[AVAILABLE RECORDS — start]
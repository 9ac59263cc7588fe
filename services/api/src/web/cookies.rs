//! services/api/src/web/cookies.rs
//!
//! Builds the outward-facing session cookie. The cookie carries the opaque
//! session secret; policy flags follow the deployment environment.

use crate::config::Config;

/// Two weeks, matching the stored session expiry.
const COOKIE_MAX_AGE_SECS: i64 = 14 * 24 * 60 * 60;

/// `Set-Cookie` value that installs (or rotates) the session secret.
pub fn refresh_session_cookie(config: &Config, secret: &str) -> String {
    format!(
        "{}={}; HttpOnly; Path=/; SameSite={}{}; Max-Age={}",
        config.cookie_name,
        secret,
        same_site(config),
        secure_flag(config),
        COOKIE_MAX_AGE_SECS,
    )
}

/// `Set-Cookie` value that clears the session cookie. Flags must match the
/// ones used when setting it, or browsers keep the old cookie around.
pub fn delete_session_cookie(config: &Config) -> String {
    format!(
        "{}=; HttpOnly; Path=/; SameSite={}{}; Max-Age=0",
        config.cookie_name,
        same_site(config),
        secure_flag(config),
    )
}

fn same_site(config: &Config) -> &'static str {
    // Cross-site cookies require Secure, so insecure deployments drop to Lax.
    if config.allow_insecure_cookies {
        "Lax"
    } else {
        "None"
    }
}

fn secure_flag(config: &Config) -> &'static str {
    if config.allow_insecure_cookies {
        ""
    } else {
        "; Secure"
    }
}

#[cfg(test)]
mod tests {
    use super::*;
    use chat_auth_core::claims::ClaimConfig;
    use tracing::Level;

    fn config(allow_insecure: bool) -> Config {
        Config {
            bind_address: "127.0.0.1:3000".parse().unwrap(),
            database_url: "postgres://unused".to_string(),
            log_level: Level::INFO,
            public_origin: "https://chat.example".to_string(),
            cookie_name: "chat-auth-session".to_string(),
            allow_insecure_cookies: allow_insecure,
            claim: ClaimConfig::default(),
            oidc: None,
        }
    }

    #[test]
    fn secure_deployment_uses_none_and_secure() {
        let cookie = refresh_session_cookie(&config(false), "secret-value");
        assert!(cookie.starts_with("chat-auth-session=secret-value;"));
        assert!(cookie.contains("SameSite=None"));
        assert!(cookie.contains("Secure"));
        assert!(cookie.contains("HttpOnly"));
        assert!(cookie.contains("Max-Age=1209600"));
    }

    #[test]
    fn insecure_deployment_uses_lax_without_secure() {
        let cookie = refresh_session_cookie(&config(true), "secret-value");
        assert!(cookie.contains("SameSite=Lax"));
        assert!(!cookie.contains("Secure"));
    }

    #[test]
    fn delete_cookie_matches_flags_and_expires() {
        let cookie = delete_session_cookie(&config(false));
        assert!(cookie.starts_with("chat-auth-session=;"));
        assert!(cookie.contains("SameSite=None"));
        assert!(cookie.contains("Secure"));
        assert!(cookie.contains("Max-Age=0"));
    }
}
[AVAILABLE RECORDS — finish]
# BRIEF
Find each line in the records holding the string "Path" and show it.

# COMPLETED TASK
        "{}={}; HttpOnly; Path=/; SameSite={}{}; Max-Age={}",
        "{}=; HttpOnly; Path=/; SameSite={}{}; Max-Age=0",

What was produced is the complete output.